(Reuters) - The campaign to repeal a Michigan law that allows the state to overrule local elected officials and union contracts moved to the Michigan Supreme Court on Wednesday, with arguments centered on a technicality - font size.
The key question weighed by justices, who gave no indication when they will rule, was if the type size used on petitions seeking to overturn the year-old emergency manager law complied with state requirements.
Opponents of the law want a referendum on it to be placed on the November 2012 ballot. Stand Up for Democracy, a union-backed group, collected enough valid signatures on the petitions to qualify the measure for the ballot.

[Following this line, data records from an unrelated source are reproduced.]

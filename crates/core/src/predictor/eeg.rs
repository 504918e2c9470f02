//! EEG seizure-window predictor.
//!
//! Input is a zip archive of `.edf` recordings. Each recording is cut into
//! fixed windows (5 s by default) and every window gets a 0/1 flag, in
//! chronological order. The detector is a line-length heuristic: per signal,
//! a window's mean absolute sample-to-sample change is divided by that
//! signal's median over all windows; windows whose average ratio across
//! signals exceeds the configured threshold are flagged.

use std::collections::BTreeMap;
use std::io::Read;
use std::path::{Path, PathBuf};

use async_trait::async_trait;
use tracing::debug;

use super::edf::{self, EdfRecording};
use super::error::PredictionError;
use super::traits::Predictor;
use crate::config::EegConfig;
use crate::task::{Modality, PredictionValue};

/// Largest `.edf` entry read out of an archive.
pub const MAX_EDF_BYTES: u64 = 256 * 1024 * 1024;

/// Windowed EEG predictor.
#[derive(Debug, Clone)]
pub struct EegPredictor {
    config: EegConfig,
}

impl EegPredictor {
    pub fn new(config: EegConfig) -> Self {
        Self { config }
    }
}

/// Classifies every window of one recording.
pub fn classify_recording(recording: &EdfRecording, window_secs: u32, threshold: f64) -> Vec<u8> {
    let window_secs = window_secs.max(1) as f64;
    let num_windows = (recording.duration_secs() / window_secs).ceil() as usize;
    if num_windows == 0 {
        return Vec::new();
    }

    let mut ratio_sums = vec![0.0; num_windows];
    let mut contributing = 0usize;

    for signal in recording.signals.iter().filter(|s| !s.is_annotation()) {
        let window_len = (recording.sample_rate(signal) * window_secs).round() as usize;
        if window_len < 2 {
            continue;
        }

        let line_lengths: Vec<f64> = (0..num_windows)
            .map(|w| {
                let start = w.saturating_mul(window_len).min(signal.samples.len());
                let end = (w + 1).saturating_mul(window_len).min(signal.samples.len());
                mean_line_length(&signal.samples[start..end])
            })
            .collect();

        let baseline = median(&line_lengths);
        if baseline <= f64::EPSILON {
            continue;
        }

        contributing += 1;
        for (sum, ll) in ratio_sums.iter_mut().zip(&line_lengths) {
            *sum += ll / baseline;
        }
    }

    if contributing == 0 {
        return vec![0; num_windows];
    }

    ratio_sums
        .into_iter()
        .map(|sum| u8::from(sum / contributing as f64 > threshold))
        .collect()
}

fn mean_line_length(samples: &[f64]) -> f64 {
    if samples.len() < 2 {
        return 0.0;
    }
    let total: f64 = samples.windows(2).map(|pair| (pair[1] - pair[0]).abs()).sum();
    total / (samples.len() - 1) as f64
}

fn median(values: &[f64]) -> f64 {
    if values.is_empty() {
        return 0.0;
    }
    let mut sorted = values.to_vec();
    sorted.sort_by(|a, b| a.total_cmp(b));
    let mid = sorted.len() / 2;
    if sorted.len() % 2 == 0 {
        (sorted[mid - 1] + sorted[mid]) / 2.0
    } else {
        sorted[mid]
    }
}

fn is_edf_entry(name: &str) -> bool {
    name.to_ascii_lowercase().ends_with(".edf")
}

fn analyze_archive(path: &Path, config: &EegConfig) -> Result<PredictionValue, PredictionError> {
    let file = std::fs::File::open(path)?;
    let mut archive = zip::ZipArchive::new(file)?;
    let mut files = BTreeMap::new();

    for i in 0..archive.len() {
        let mut entry = archive.by_index(i)?;
        if entry.is_dir() || !is_edf_entry(entry.name()) {
            continue;
        }
        let name = entry.name().to_string();
        // The declared size comes from the sender, so only the bytes read count.
        let mut bytes = Vec::new();
        entry.by_ref().take(MAX_EDF_BYTES + 1).read_to_end(&mut bytes)?;
        if bytes.len() as u64 > MAX_EDF_BYTES {
            return Err(PredictionError::InvalidInput(format!(
                "{}: recording exceeds {} bytes",
                name, MAX_EDF_BYTES
            )));
        }

        let recording = edf::parse(&bytes)
            .map_err(|e| PredictionError::InvalidInput(format!("{}: {}", name, e)))?;
        let windows = classify_recording(&recording, config.window_secs, config.threshold);
        debug!(
            file = %name,
            start = ?recording.start,
            windows = windows.len(),
            flagged = windows.iter().filter(|w| **w == 1).count(),
            "Classified EEG recording"
        );
        files.insert(name, windows);
    }

    if files.is_empty() {
        return Err(PredictionError::InvalidInput(
            "archive contains no .edf recordings".to_string(),
        ));
    }

    let positive = files.values().any(|windows| windows.contains(&1));
    Ok(PredictionValue::Segments {
        label: if positive { "Positive" } else { "Negative" }.to_string(),
        window_secs: config.window_secs,
        files,
    })
}

#[async_trait]
impl Predictor for EegPredictor {
    fn name(&self) -> &str {
        "eeg-line-length"
    }

    fn modality(&self) -> Modality {
        Modality::Eeg
    }

    async fn predict(&self, artifact: &Path) -> Result<PredictionValue, PredictionError> {
        let path: PathBuf = artifact.to_path_buf();
        let config = self.config.clone();
        tokio::task::spawn_blocking(move || analyze_archive(&path, &config))
            .await
            .map_err(|e| PredictionError::Task(e.to_string()))?
    }
}

#[cfg(test)]
mod tests {
    use super::*;
    use crate::testing::fixtures::{edf_bytes, write_zip, EdfFixtureSignal};
    use tempfile::TempDir;

    /// 4 Hz signal, 1 s records: a quiet sine-like pattern with one burst.
    fn samples_with_burst(seconds: usize, burst_window: Option<usize>) -> Vec<i16> {
        let quiet = [0i16, 10, 0, -10];
        let mut samples = Vec::new();
        for s in 0..seconds {
            let in_burst = burst_window.is_some_and(|w| s / 5 == w);
            for q in quiet {
                samples.push(if in_burst { q * 20 } else { q });
            }
        }
        samples
    }

    #[test]
    fn test_classify_flags_burst_window() {
        let bytes = edf_bytes(
            1.0,
            &[EdfFixtureSignal::new("C3", samples_with_burst(20, Some(2)))],
            20,
        );
        let recording = edf::parse(&bytes).unwrap();
        let windows = classify_recording(&recording, 5, 3.0);
        assert_eq!(windows, vec![0, 0, 1, 0]);
    }

    #[test]
    fn test_classify_partial_last_window() {
        let bytes = edf_bytes(
            1.0,
            &[EdfFixtureSignal::new("C3", samples_with_burst(12, None))],
            12,
        );
        let recording = edf::parse(&bytes).unwrap();
        // 12 s → windows [0-5), [5-10), [10-12)
        assert_eq!(classify_recording(&recording, 5, 3.0), vec![0, 0, 0]);
    }

    #[test]
    fn test_classify_flat_signal_is_negative() {
        let bytes = edf_bytes(1.0, &[EdfFixtureSignal::new("C3", vec![0; 40])], 10);
        let recording = edf::parse(&bytes).unwrap();
        assert_eq!(classify_recording(&recording, 5, 3.0), vec![0, 0]);
    }

    #[test]
    fn test_median() {
        assert_eq!(median(&[3.0, 1.0, 2.0]), 2.0);
        assert_eq!(median(&[4.0, 1.0, 2.0, 3.0]), 2.5);
        assert_eq!(median(&[]), 0.0);
    }

    #[tokio::test]
    async fn test_predict_archive() {
        let dir = TempDir::new().unwrap();
        let archive = dir.path().join("eeg.zip");
        write_zip(
            &archive,
            &[
                (
                    "patient/rec01.edf",
                    edf_bytes(1.0, &[EdfFixtureSignal::new("C3", samples_with_burst(20, Some(1)))], 20),
                ),
                (
                    "patient/rec02.EDF",
                    edf_bytes(1.0, &[EdfFixtureSignal::new("C3", samples_with_burst(20, None))], 20),
                ),
                ("patient/notes.txt", b"ignored".to_vec()),
            ],
        );

        let predictor = EegPredictor::new(EegConfig::default());
        let value = predictor.predict(&archive).await.unwrap();

        match value {
            PredictionValue::Segments {
                label,
                window_secs,
                files,
            } => {
                assert_eq!(label, "Positive");
                assert_eq!(window_secs, 5);
                assert_eq!(files.len(), 2);
                assert_eq!(files["patient/rec01.edf"], vec![0, 1, 0, 0]);
                assert_eq!(files["patient/rec02.EDF"], vec![0, 0, 0, 0]);
            }
            other => panic!("unexpected prediction: {:?}", other),
        }
    }

    #[tokio::test]
    async fn test_predict_archive_without_edf() {
        let dir = TempDir::new().unwrap();
        let archive = dir.path().join("eeg.zip");
        write_zip(&archive, &[("readme.txt", b"nothing here".to_vec())]);

        let result = EegPredictor::new(EegConfig::default())
            .predict(&archive)
            .await;
        assert!(matches!(result, Err(PredictionError::InvalidInput(_))));
    }

    #[tokio::test]
    async fn test_predict_rejects_absurd_record_duration() {
        let dir = TempDir::new().unwrap();
        let archive = dir.path().join("eeg.zip");
        let mut bytes = edf_bytes(1.0, &[EdfFixtureSignal::new("C3", vec![0, 10])], 1);
        bytes[244..252].copy_from_slice(b"1e12    ");
        write_zip(&archive, &[("rec01.edf", bytes)]);

        let result = EegPredictor::new(EegConfig::default())
            .predict(&archive)
            .await;
        assert!(matches!(result, Err(PredictionError::InvalidInput(_))));
    }

    #[test]
    fn test_classify_tiny_record_duration_does_not_overflow() {
        // A huge sampling rate saturates the window length instead of wrapping.
        let mut bytes = edf_bytes(1.0, &[EdfFixtureSignal::new("C3", vec![0, 10, 0, 10])], 1);
        bytes[244..252].copy_from_slice(b"1e-300  ");
        let recording = edf::parse(&bytes).unwrap();
        assert_eq!(classify_recording(&recording, 5, 3.0), vec![0]);
    }

    #[tokio::test]
    async fn test_predict_not_a_zip() {
        let dir = TempDir::new().unwrap();
        let path = dir.path().join("eeg.zip");
        std::fs::write(&path, b"definitely not a zip").unwrap();

        let result = EegPredictor::new(EegConfig::default()).predict(&path).await;
        assert!(matches!(result, Err(PredictionError::Archive(_))));
    }
}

An attorney for the group argued on Wednesday that the type size used met state requirements and that it has a constitutional right to access the ballot.
A state appeals court panel ruled in June that the measure should be placed before voters.
But Citizens for Fiscal Responsibility, a business-backed group, asked the Michigan Supreme Court to overturn that ruling and obtained a motion for immediate consideration by the court earlier this month.
State election officials have until September 7 to certify measures for the November 6 ballot.
Michigan replaced its previous emergency financial manager law for troubled cities and school districts in 2011. The new law, known as Public Act 4, gave the state more power to intervene in financially strapped local governments and school districts. State-appointed emergency managers who run the governments and schools could now void collective bargaining agreements.
Parts of an April financial stability agreement between Detroit and Michigan depend on the law, which would be suspended if the repeal makes the ballot. Michigan’s attorney general has said that a former, weaker emergency manager law would take its place in the interim.
Four Michigan cities and three school districts have emergency managers.
Wall Street credit rating agencies have raised concerns about the potential suspension of the law. Moody’s Investors Service in March said such a move would hurt the credit quality of local governments under state oversight, including Detroit.
In a filing with the supreme court last week, Michigan’s Secretary of State said if the court rules the actual letters should be measured to determine type size, that decision would “most certainly” invalidate six other measures awaiting certification for the ballot.
Those measures include proposed constitutional amendments designating collective bargaining as a right, authorizing eight new casinos, requiring voter approval for a new international bridge crossing, and mandating voter approval or a two-thirds vote by the Michigan Legislature for new or additional taxes.